In essence, that’s the question that led Dr. David Manz, the inventor of the technology behind the HydrAid BioSand Water Filter, to actually take a look at the culture of the people in Central America and Africa and develop a solution that both fit their needs for ease of use and provided them with clean water for their families.

Other companies tried to force existing products into the developing markets, and while those products may have worked, the people rejected those ideas and the problems from waterborne illness continued to persist.

“Others thought what was needed was a cheap price point. It is, but if it doesn’t work with their lifestyle, people just toss it,” Christina Keller said in an interview for the lead story of this edition of TBL. Keller leads the business unit Triple Quest, part of the Cascade Engineering family of companies, which manufactures and sells the HydrAid filter. “People like to send down products that are cheap, light and easy to distribute. But no one ever goes back to check on them and see that they’re still working.”

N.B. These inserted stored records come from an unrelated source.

//! Universes: comparable representations of fabric state
//!
//! A universe holds one side of the comparison, either desired or observed,
//! as a [`StateForest`]. Any two universes using the same key scheme can be
//! reconciled against each other.

mod hash_tree;
mod snapshot;

pub use hash_tree::{HashTreeConfig, HashTreeUniverse};
pub use snapshot::{SnapshotConfig, SnapshotUniverse};

use crate::codec::{ResourceKeyCodec, Skeleton};
use crate::model::{Resource, ScopedKey, TenantId};
use crate::tree::StateForest;
use crate::{Error, Result};
use serde::{Deserialize, Serialize};
use std::borrow::Cow;
use std::collections::BTreeSet;
use tracing::{debug, info, warn};

/// Resolved resources to create and delete in a universe
#[derive(Clone, Debug, Default, PartialEq, Serialize, Deserialize)]
pub struct PushPayload {
    pub create: Vec<Resource>,
    pub delete: Vec<Resource>,
}

impl PushPayload {
    pub fn is_empty(&self) -> bool {
        self.create.is_empty() && self.delete.is_empty()
    }
}

/// The capabilities a state representation needs to take part in
/// reconciliation.
///
/// Instances are not internally synchronized: callers serialize `observe`,
/// `push_resources` and reconcile passes against the same instance.
pub trait Universe {
    type Config;

    /// One-time setup, called before anything else
    fn initialize(config: Self::Config) -> Result<Self>
    where
        Self: Sized;

    /// Refresh local state from the backing source. May be a no-op when
    /// another writer keeps the state current.
    fn observe(&mut self) -> Result<()>;

    /// Current state snapshot
    fn state(&self) -> &StateForest;

    /// View of this universe's state restricted to tenants that could
    /// differ from `reference`. A missing tenant means "no information",
    /// not "empty".
    fn get_optimized_state(&self, _reference: &StateForest) -> Result<Cow<'_, StateForest>> {
        Ok(Cow::Borrowed(self.state()))
    }

    /// Resolve keys into resources, preferring the persisted form and
    /// degrading to skeletons. One bad key never fails the batch.
    fn get_resources(&self, keys: &[ScopedKey]) -> Result<Vec<Resource>>;

    /// Apply creates and deletes. Empty payloads are a no-op and applying
    /// the same payload twice leaves the same end state.
    fn push_resources(&mut self, payload: PushPayload) -> Result<()>;

    /// Track exactly `tenants`; state of dropped tenants is released
    fn serve(&mut self, tenants: &[TenantId]) -> Result<()>;

    /// Discard any state retained for a drained tenant
    fn cleanup_state(&mut self, tenant: &TenantId) -> Result<()>;
}

/// Resolve keys through `codec`, asking `lookup` for the full form of every
/// known type.
///
/// Malformed keys are skipped; unknown types and resources the store lacks
/// fall back to skeletons. Any other store error is returned.
pub(crate) fn resolve_keys<F>(
    codec: &ResourceKeyCodec,
    keys: &[ScopedKey],
    lookup: F,
) -> Result<Vec<Resource>>
where
    F: Fn(&Resource) -> Result<Option<Resource>>,
{
    let mut resources = Vec::with_capacity(keys.len());
    for scoped in keys {
        let skeleton = match codec.skeleton(&scoped.tenant, &scoped.key) {
            Ok(skeleton) => skeleton,
            Err(e) if e.is_recoverable() => {
                warn!(tenant = %scoped.tenant, key = %scoped.key, error = %e, "Skipping unresolvable key");
                continue;
            }
            Err(e) => return Err(e),
        };

        match skeleton {
            Skeleton::UnknownType(resource) => {
                warn!(tenant = %scoped.tenant, kind = %resource.kind, "Resource type is not registered, using skeleton");
                resources.push(resource);
            }
            Skeleton::Known(resource) => match lookup(&resource) {
                Ok(Some(full)) => resources.push(full),
                Ok(None) => resources.push(resource),
                Err(Error::UnknownResourceType(kind)) => {
                    warn!(tenant = %scoped.tenant, kind = %kind, "Resource type unknown to the store, using skeleton");
                    resources.push(resource);
                }
                Err(e) => return Err(e),
            },
        }
    }
    Ok(resources)
}

/// Rebuild the identity of resources a peer resolved without knowing their
/// type, so they address the same stored object on this side.
///
/// Such resources carry the key they were resolved from; when `codec` knows
/// the type the identity is re-derived under the registered attribute names.
pub(crate) fn adopt_payload(codec: &ResourceKeyCodec, payload: PushPayload) -> PushPayload {
    let adopt = |resource: Resource| -> Resource {
        let Some(key) = resource.source_key.as_ref() else {
            return resource;
        };
        match codec.skeleton(&resource.tenant, key) {
            Ok(Skeleton::Known(mut known)) => {
                debug!(tenant = %known.tenant, kind = %known.kind, "Adopted peer skeleton");
                known.attributes = resource.attributes;
                known
            }
            _ => resource,
        }
    };
    PushPayload {
        create: payload.create.into_iter().map(&adopt).collect(),
        delete: payload.delete.into_iter().map(&adopt).collect(),
    }
}

/// Mirror a push payload into `forest`.
///
/// Deletes are applied before creates. Resources whose key cannot be
/// derived are logged and skipped, and so are tenants outside `served`.
pub(crate) fn apply_to_forest(
    codec: &ResourceKeyCodec,
    forest: &mut StateForest,
    served: Option<&BTreeSet<TenantId>>,
    payload: &PushPayload,
) -> Result<()> {
    let tracked = |tenant: &TenantId| served.map_or(true, |s| s.contains(tenant));

    for resource in &payload.delete {
        match codec.key_for(resource) {
            Ok(key) => {
                if let Some(tree) = forest.get_mut(&resource.tenant) {
                    tree.remove(&key);
                }
            }
            Err(e) => {
                warn!(tenant = %resource.tenant, kind = %resource.kind, error = %e, "Cannot place deleted resource in tree")
            }
        }
    }

    for resource in &payload.create {
        if !tracked(&resource.tenant) {
            debug!(tenant = %resource.tenant, kind = %resource.kind, "Tenant not served, skipping tree update");
            continue;
        }
        match codec.key_for(resource) {
            Ok(key) => forest
                .tree_mut(&resource.tenant)
                .upsert(&key, resource.attributes.clone())?,
            Err(e) => {
                warn!(tenant = %resource.tenant, kind = %resource.kind, error = %e, "Cannot place created resource in tree")
            }
        }
    }
    Ok(())
}

/// Replace the served set, releasing dropped tenants and starting newly
/// served ones with an empty tree.
///
/// Returns whether `forest` gained or lost a tenant.
pub(crate) fn apply_serve(
    forest: &mut StateForest,
    served: &mut Option<BTreeSet<TenantId>>,
    tenants: &[TenantId],
) -> bool {
    let keep: BTreeSet<TenantId> = tenants.iter().cloned().collect();
    let released = forest.retain_tenants(&keep);
    for tenant in &released {
        info!(tenant = %tenant, "Released tenant state");
    }
    let mut changed = !released.is_empty();
    for tenant in &keep {
        if !forest.contains(tenant) {
            debug!(tenant = %tenant, "Serving new tenant");
            forest.tree_mut(tenant);
            changed = true;
        }
    }
    *served = Some(keep);
    changed
}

The situation Keller encountered in the developing world reinforces the crucial role human-centered design plays in sustainable business. A solution might be fully functional, but if the people who are supposed to use it don’t buy into its value proposition — for whatever reason — the product will fail.

Hydraid

That Hydraid has found success where other products have failed can be attributed, at least in part, to the up-front design work that went into the product, attests Cascade Engineering’s Christina Keller. Perhaps because of the product’s acceptable design, people who used the filter started to value it even more. In one in-country experiment, the company tried to buy back one of the products from a family who purchased it for $5, but the family refused to part with it even as the offer topped $200.

COURTESY IMAGE

Wouldn’t it be smarter to have users test out prototypes or rough concepts and provide developers valuable feedback before a product hits the market – and before a company has spent precious resources, money and time in fully developing the product, the tooling and production and distributing it?
Hydraid Process

Advocates of human-centered design — or user-centered design, design thinking or whatever moniker is associated with the concept — say it’s better to get that feedback early on so that a company can improve the product while it’s still relatively cheap to do so. Fail early and often, they say, because it will help your company save money in the long run.

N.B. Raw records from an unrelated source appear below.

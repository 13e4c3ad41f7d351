//! Registry of resource type descriptors

use crate::model::{Resource, TenantId, SEGMENT_SEPARATOR};
use crate::{Error, Result};
use serde::{Deserialize, Serialize};
use std::collections::{BTreeMap, BTreeSet};

/// One identity attribute and the path segment type it is rendered under
#[derive(Clone, Debug, PartialEq, Eq, Serialize, Deserialize)]
pub struct IdentitySegment {
    pub type_tag: String,
    pub attribute: String,
}

/// Describes how a resource type maps onto a path key.
///
/// Identity attributes are listed root-first; each contributes one key
/// segment. The last segment is always tagged with the type's own tag, so
/// a `Subnet` under a bridge domain reads
/// `[BridgeDomain|bd1, Subnet|10.0.0.1/24]`.
#[derive(Clone, Debug, PartialEq, Eq, Serialize, Deserialize)]
pub struct ResourceDescriptor {
    pub tag: String,
    pub identity: Vec<IdentitySegment>,
    /// Non-identity attributes the type is known to carry. Informational
    /// only: resources are never checked against this list.
    #[serde(default)]
    pub other_attributes: Vec<String>,
}

impl ResourceDescriptor {
    pub fn new(tag: impl Into<String>) -> Self {
        ResourceDescriptor {
            tag: tag.into(),
            identity: Vec::new(),
            other_attributes: Vec::new(),
        }
    }

    /// Append an identity attribute rendered under an ancestor's tag
    pub fn parent(mut self, type_tag: impl Into<String>, attribute: impl Into<String>) -> Self {
        self.identity.push(IdentitySegment {
            type_tag: type_tag.into(),
            attribute: attribute.into(),
        });
        self
    }

    /// Append an identity attribute rendered under this type's own tag
    pub fn own(self, attribute: impl Into<String>) -> Self {
        let tag = self.tag.clone();
        self.parent(tag, attribute)
    }

    pub fn attrs(mut self, names: &[&str]) -> Self {
        self.other_attributes
            .extend(names.iter().map(|n| n.to_string()));
        self
    }

    pub fn identity_attributes(&self) -> impl Iterator<Item = &str> {
        self.identity.iter().map(|s| s.attribute.as_str())
    }

    /// Construct a skeleton from identity values in declaration order
    pub fn build(&self, tenant: impl Into<TenantId>, values: &[String]) -> Result<Resource> {
        if values.len() != self.identity.len() {
            return Err(Error::InvalidResource(format!(
                "{} takes {} identity values, got {}",
                self.tag,
                self.identity.len(),
                values.len()
            )));
        }
        let mut resource = Resource::new(tenant, self.tag.clone());
        for (segment, value) in self.identity.iter().zip(values) {
            resource
                .identity
                .insert(segment.attribute.clone(), value.clone());
        }
        Ok(resource)
    }

    fn validate(&self) -> Result<()> {
        let invalid = |reason: String| Err(Error::Config(format!("type {}: {}", self.tag, reason)));

        if self.tag.is_empty() || self.tag.contains(SEGMENT_SEPARATOR) {
            return invalid("tag must be non-empty and free of '|'".into());
        }
        match self.identity.last() {
            None => return invalid("identity list is empty".into()),
            Some(last) if last.type_tag != self.tag => {
                return invalid(format!("last segment is tagged {}", last.type_tag));
            }
            Some(_) => {}
        }
        let mut seen = BTreeSet::new();
        for segment in &self.identity {
            if segment.type_tag.is_empty() || segment.type_tag.contains(SEGMENT_SEPARATOR) {
                return invalid(format!("bad segment tag '{}'", segment.type_tag));
            }
            if !seen.insert(segment.attribute.as_str()) {
                return invalid(format!("duplicate identity attribute {}", segment.attribute));
            }
        }
        Ok(())
    }
}

/// Maps type-tags to descriptors; populated once at startup
#[derive(Clone, Debug, Default)]
pub struct TypeRegistry {
    descriptors: BTreeMap<String, ResourceDescriptor>,
}

impl TypeRegistry {
    /// Create an empty registry
    pub fn new() -> Self {
        TypeRegistry::default()
    }

    /// Registry preloaded with the builtin fabric catalog
    pub fn builtin() -> Self {
        let mut registry = TypeRegistry::new();
        for descriptor in super::catalog::builtin_descriptors() {
            registry
                .descriptors
                .insert(descriptor.tag.clone(), descriptor);
        }
        registry
    }

    /// Add a descriptor; duplicate tags and malformed descriptors are
    /// configuration errors
    pub fn register(&mut self, descriptor: ResourceDescriptor) -> Result<()> {
        descriptor.validate()?;
        if self.descriptors.contains_key(&descriptor.tag) {
            return Err(Error::Config(format!(
                "type {} registered twice",
                descriptor.tag
            )));
        }
        self.descriptors.insert(descriptor.tag.clone(), descriptor);
        Ok(())
    }

    pub fn get(&self, tag: &str) -> Option<&ResourceDescriptor> {
        self.descriptors.get(tag)
    }

    /// Like [`get`](Self::get) but fails with `UnknownResourceType`
    pub fn resolve(&self, tag: &str) -> Result<&ResourceDescriptor> {
        self.get(tag)
            .ok_or_else(|| Error::UnknownResourceType(tag.to_string()))
    }

    pub fn iter(&self) -> impl Iterator<Item = &ResourceDescriptor> {
        self.descriptors.values()
    }

    pub fn len(&self) -> usize {
        self.descriptors.len()
    }

    pub fn is_empty(&self) -> bool {
        self.descriptors.is_empty()
    }
}
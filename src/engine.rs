//! Reconciliation of one universe onto another
//!
//! A pass diffs every tenant the target reports, aggregates the keys across
//! tenants, resolves them in one batch from the desired side and hands a
//! single payload to the target's push.

use crate::model::{ScopedKey, TenantId};
use crate::tree::{StateForest, StructuredStateTree};
use crate::universe::{PushPayload, Universe};
use crate::Result;
use serde::Serialize;
use tracing::{debug, info};

/// Keys found out of sync during one pass
#[derive(Clone, Debug, Default, PartialEq, Eq, Serialize)]
pub struct ChangeSet {
    /// Keys present on the desired side and missing on the target
    pub create: Vec<ScopedKey>,
    /// Keys present on the target and missing on the desired side
    pub delete: Vec<ScopedKey>,
    /// Drained desired tenants the target no longer reports
    pub drained: Vec<TenantId>,
}

impl ChangeSet {
    /// True when neither side needs a create or delete
    pub fn is_converged(&self) -> bool {
        self.create.is_empty() && self.delete.is_empty()
    }
}

/// Result of a reconcile pass
#[derive(Clone, Debug, PartialEq, Eq, Serialize)]
#[serde(tag = "status", rename_all = "snake_case")]
pub enum ReconcileOutcome {
    /// Nothing differed; no push was issued
    InSync,
    /// A push was issued with this many creates and deletes
    Applied { created: usize, deleted: usize },
}

/// Diff `desired` against `target`, tenant by tenant.
///
/// Only tenants present in `target` are diffed; a desired tenant missing
/// from `target` is treated as "no information". Drained desired tenants
/// absent from `target` are listed in [`ChangeSet::drained`] instead.
pub fn compute_changes(desired: &StateForest, target: &StateForest) -> ChangeSet {
    let empty = StructuredStateTree::new();
    let mut changes = ChangeSet::default();

    for (tenant, target_tree) in target.iter() {
        let desired_tree = desired.get(tenant).unwrap_or(&empty);
        let diff = desired_tree.diff(target_tree);
        if !diff.is_empty() {
            debug!(
                tenant = %tenant,
                add = diff.add.len(),
                remove = diff.remove.len(),
                "Tenant out of sync"
            );
        }
        changes.create.extend(
            diff.add
                .into_iter()
                .map(|key| ScopedKey::new(tenant.clone(), key)),
        );
        changes.delete.extend(
            diff.remove
                .into_iter()
                .map(|key| ScopedKey::new(tenant.clone(), key)),
        );
    }

    changes.drained = desired
        .iter()
        .filter(|(tenant, tree)| tree.is_empty() && !target.contains(tenant))
        .map(|(tenant, _)| tenant.clone())
        .collect();

    changes
}

/// Converge `target` onto `desired`.
///
/// Store failures from resolution or push are returned unchanged; the
/// engine never retries.
pub fn reconcile<D, T>(desired: &D, target: &mut T) -> Result<ReconcileOutcome>
where
    D: Universe + ?Sized,
    T: Universe + ?Sized,
{
    let my_state = desired.state();
    let changes = {
        let other_state = target.get_optimized_state(my_state)?;
        compute_changes(my_state, &other_state)
    };

    for tenant in &changes.drained {
        info!(tenant = %tenant, "Removing drained tenant");
        target.cleanup_state(tenant)?;
    }

    if changes.is_converged() {
        debug!("Universes are in sync");
        return Ok(ReconcileOutcome::InSync);
    }

    let payload = PushPayload {
        create: desired.get_resources(&changes.create)?,
        delete: desired.get_resources(&changes.delete)?,
    };
    let outcome = ReconcileOutcome::Applied {
        created: payload.create.len(),
        deleted: payload.delete.len(),
    };
    info!(
        create = changes.create.len(),
        delete = changes.delete.len(),
        "Pushing reconciliation changes"
    );
    target.push_resources(payload)?;
    Ok(outcome)
}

While attention to design can certainly save money in the product development process, it can also lead to a smarter use of materials and ultimately less waste. When a product makes it to the market, fails to get acceptance and winds up in a landfill, no one wins.

Getting boots on the ground in-country for a walk-a-mile immersion in the local culture served Cascade well with HydrAid, Keller said, because it not only gave the company a level of respect for the culture, but it helped them better understand people’s constraints and values as well as observe how people would use the product. For Cascade Engineering, that up-front investment helps the company have a better chance at success with the product, which had the potential to impact thousands of lives in places where people suffer from recurring waterborne illnesses.

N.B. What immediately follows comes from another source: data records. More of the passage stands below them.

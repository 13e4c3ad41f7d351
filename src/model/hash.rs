//! BLAKE3 digests for node content and subtrees

use serde::{Deserialize, Serialize};
use std::fmt;

/// A 32-byte BLAKE3 digest
#[derive(Clone, Copy, PartialEq, Eq, Hash, PartialOrd, Ord, Serialize, Deserialize)]
pub struct Hash([u8; 32]);

impl Hash {
    /// The neutral digest carried by placeholder nodes
    pub const ZERO: Hash = Hash([0u8; 32]);

    pub fn from_bytes(bytes: [u8; 32]) -> Self {
        Hash(bytes)
    }

    /// Hash arbitrary data
    pub fn digest(data: &[u8]) -> Self {
        Hash(*blake3::hash(data).as_bytes())
    }

    /// Hash several parts as one stream, each part prefixed by its length so
    /// that `["ab", "c"]` and `["a", "bc"]` never collide
    pub fn digest_many(parts: &[&[u8]]) -> Self {
        let mut hasher = blake3::Hasher::new();
        for part in parts {
            hasher.update(&(part.len() as u64).to_le_bytes());
            hasher.update(part);
        }
        Hash(*hasher.finalize().as_bytes())
    }

    pub fn as_bytes(&self) -> &[u8; 32] {
        &self.0
    }

    pub fn to_hex(&self) -> String {
        hex::encode(self.0)
    }

    pub fn from_hex(s: &str) -> Result<Self, hex::FromHexError> {
        let bytes = hex::decode(s)?;
        let arr: [u8; 32] = bytes
            .try_into()
            .map_err(|_| hex::FromHexError::InvalidStringLength)?;
        Ok(Hash(arr))
    }

    /// First 7 hex chars, for log lines
    pub fn short(&self) -> String {
        self.to_hex()[..7].to_string()
    }

    pub fn is_zero(&self) -> bool {
        self.0 == [0u8; 32]
    }
}

impl fmt::Display for Hash {
    fn fmt(&self, f: &mut fmt::Formatter<'_>) -> fmt::Result {
        write!(f, "{}", self.to_hex())
    }
}

impl fmt::Debug for Hash {
    fn fmt(&self, f: &mut fmt::Formatter<'_>) -> fmt::Result {
        write!(f, "Hash({})", self.short())
    }
}

impl Default for Hash {
    fn default() -> Self {
        Hash::ZERO
    }
}

impl AsRef<[u8]> for Hash {
    fn as_ref(&self) -> &[u8] {
        &self.0
    }
}
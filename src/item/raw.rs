use crate::page::common::{
    ITEM_TYPE_BLOB_DATA, ITEM_TYPE_BLOB_IDX, ITEM_TYPE_SZ, ITEM_TYPE_U32, ITEM_TYPE_U8,
};
use crate::page::NvsVersion;

/// Распознанные типы item.
#[derive(Debug, Clone, Copy, PartialEq, Eq)]
pub enum ItemType {
    U8,
    U32,
    Sz,
    BlobData,
    BlobIdx,
    Unknown(u8),
}

impl ItemType {
    pub fn from_tag(tag: u8) -> Self {
        match tag {
            ITEM_TYPE_U8 => ItemType::U8,
            ITEM_TYPE_U32 => ItemType::U32,
            ITEM_TYPE_SZ => ItemType::Sz,
            ITEM_TYPE_BLOB_DATA => ItemType::BlobData,
            ITEM_TYPE_BLOB_IDX => ItemType::BlobIdx,
            other => ItemType::Unknown(other),
        }
    }
}

/// Тело item после разбора поля data (+ payload из следующих слотов).
#[derive(Debug, Clone, PartialEq, Eq)]
pub enum ItemBody {
    U8(u8),
    U32(u32),
    /// Текст без завершающего NUL; size — заявленная длина payload.
    Str { text: String, size: usize },
    /// Один чанк blob (или весь blob в legacy-формате).
    BlobData { data: Vec<u8>, size: usize },
    BlobIndex { data_size: u32, chunk_count: u8, chunk_start: u8 },
    Unknown { type_tag: u8, raw: [u8; 8] },
}

/// Один разобранный item (слот-заголовок + payload).
#[derive(Debug, Clone)]
pub struct RawItem {
    pub page: usize,
    pub slot: usize,
    /// Версия формата страницы, на которой лежит item.
    pub version: NvsVersion,
    pub ns_index: u8,
    pub item_type: ItemType,
    /// span как на диске.
    pub span: u8,
    /// Сколько слотов пропустить сканеру (>= 1).
    pub slots_used: usize,
    pub chunk_index: u8,
    pub key: String,
    pub header_crc_ok: bool,
    /// Итог: заголовок, payload, границы — всё в порядке.
    pub crc_ok: bool,
    pub warnings: Vec<String>,
    pub body: ItemBody,
}

impl RawItem {
    /// Отметить item как подозрительный.
    pub fn flag(&mut self, warning: impl Into<String>) {
        self.crc_ok = false;
        self.warnings.push(warning.into());
    }

    /// Позиция для порядка «последняя запись побеждает».
    #[inline]
    pub fn location(&self) -> (usize, usize) {
        (self.page, self.slot)
    }
}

The product isn’t simply a philanthropic gesture or charity work, either. The company is taking the long-term, triple bottom line view that this business unit has the potential to yield a positive return. Working in the company’s favor, she said, is the fact that millions of people need clean water and that HydrAid has been proven to be effective.

“As a new business, we’re still investing in it. We hope it will be profitable for us,” Chairman and CEO Fred Keller, Christina’s father, told a recent gathering of business leaders for the Grand Rapids Community College’s Pathways to Prosperity program. “Our hope is that we can have a business focused on helping people. (A business based on) helping people is not new, but it may be new for a manufacturer.”